Task requirements: In the records below, find each line with the word "have" and copy it.

Stored items:
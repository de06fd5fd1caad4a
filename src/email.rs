use lettre::{
    message::Mailbox,
    transport::smtp::{authentication::Credentials, response::Response as LettreResponse},
    Address, AsyncSmtpTransport, AsyncTransport, Message, Tokio1Executor,
};
use thiserror::Error;
use url::Url;

#[derive(Debug, Error)]
pub enum MailError {
    #[error("email is not configured on this server")]
    Disabled,
    #[error("invalid email address: {0}")]
    Address(#[from] lettre::address::AddressError),
    #[error("failed to build email: {0}")]
    Build(#[from] lettre::error::Error),
    #[error("failed to send email: {0}")]
    Transport(#[from] lettre::transport::smtp::Error),
    #[error("invalid frontend url: {0}")]
    Url(#[from] url::ParseError),
}

#[derive(Clone)]
pub struct Mailer {
    transport: Option<AsyncSmtpTransport<Tokio1Executor>>,
    from: Option<Mailbox>,
    frontend_host: Url,
}

impl Mailer {
    pub fn new(
        smtp_host: Option<&str>,
        username: Option<&str>,
        password: Option<&str>,
        frontend_host: &str,
    ) -> Result<Self, MailError> {
        let frontend_host = Url::parse(frontend_host)?;
        let (Some(host), Some(username), Some(password)) = (smtp_host, username, password) else {
            tracing::warn!("SMTP is not configured, outgoing email is disabled");
            return Ok(Self::disabled_with_host(frontend_host));
        };

        let address = username.parse::<Address>()?;
        let transport = AsyncSmtpTransport::<Tokio1Executor>::relay(host)?
            .credentials(Credentials::new(username.to_string(), password.to_string()))
            .build();

        Ok(Self {
            transport: Some(transport),
            from: Some(Mailbox::new(Some("Zenith".to_string()), address)),
            frontend_host,
        })
    }

    fn disabled_with_host(frontend_host: Url) -> Self {
        Self {
            transport: None,
            from: None,
            frontend_host,
        }
    }

    pub fn disabled(frontend_host: &str) -> Result<Self, MailError> {
        Ok(Self::disabled_with_host(Url::parse(frontend_host)?))
    }

    pub fn is_enabled(&self) -> bool {
        self.transport.is_some()
    }

    pub fn link(&self, path: &str) -> Result<Url, MailError> {
        Ok(self.frontend_host.join(path)?)
    }

    /// Makes sure the relay accepts our credentials.
    pub async fn sanity_check(&self) -> Result<bool, MailError> {
        match &self.transport {
            Some(transport) => Ok(transport.test_connection().await?),
            None => Err(MailError::Disabled),
        }
    }

    pub async fn send(
        &self,
        to_name: &str,
        to_email: &str,
        subject: &str,
        body: String,
    ) -> Result<LettreResponse, MailError> {
        let (Some(transport), Some(from)) = (&self.transport, &self.from) else {
            return Err(MailError::Disabled);
        };

        let destination = to_email.parse::<Address>()?;
        let email = Message::builder()
            .from(from.clone())
            .to(Mailbox::new(Some(to_name.to_string()), destination))
            .subject(subject)
            .body(body)?;

        let response = transport.send(email).await?;
        tracing::info!(to = to_email, subject, "sent email");
        Ok(response)
    }
}

pub fn welcome_body(name: &str, email: &str, club_name: &str, link: &Url) -> String {
    format!(
        r#"Hi {name},

Welcome to Zenith! You have been set up as the coordinator of {club_name}. To finish setting up your account, open the link below to choose a password, then sign in with "{email}" and your new password.

{link}

This link will expire in 7 days (or when the server restarts). If you need a new link, use the "Forgot your password?" link on the login page.

Thanks,
The Zenith Team."#
    )
}

pub fn password_reset_body(name: &str, minutes: u64, link: &Url) -> String {
    format!(
        r"Hi {name},

We have received a request to change your Zenith password. To reset your password, please open the link below within the next {minutes} minutes (or paste it into your browser if clicking is not working):

{link}

If you did not request this password reset you can disregard this message and your password will remain unchanged.

Thanks,
The Zenith Team."
    )
}

#[cfg(test)]
mod tests {
    use super::*;

    #[tokio::test]
    async fn disabled_mailer_refuses_to_send() {
        let mailer = Mailer::new(None, None, None, "http://localhost:3000").unwrap();
        assert!(!mailer.is_enabled());
        assert!(matches!(
            mailer
                .send("Ada", "ada@college.edu", "hi", "body".to_string())
                .await,
            Err(MailError::Disabled)
        ));
    }

    #[test]
    fn links_are_joined_onto_the_frontend() {
        let mailer = Mailer::disabled("https://zenith.example.edu").unwrap();
        assert_eq!(
            mailer.link("reset-password/abc").unwrap().as_str(),
            "https://zenith.example.edu/reset-password/abc"
        );
    }

    #[test]
    fn reset_body_mentions_deadline() {
        let link = Url::parse("https://zenith.example.edu/reset-password/xyz").unwrap();
        let body = password_reset_body("Ada", 60, &link);
        assert!(body.contains("60 minutes"));
        assert!(body.contains("reset-password/xyz"));
    }
}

Answer for this exercise:
Welcome to Zenith! You have been set up as the coordinator of {club_name}. To finish setting up your account, open the link below to choose a password, then sign in with "{email}" and your new password.
We have received a request to change your Zenith password. To reset your password, please open the link below within the next {minutes} minutes (or paste it into your browser if clicking is not working):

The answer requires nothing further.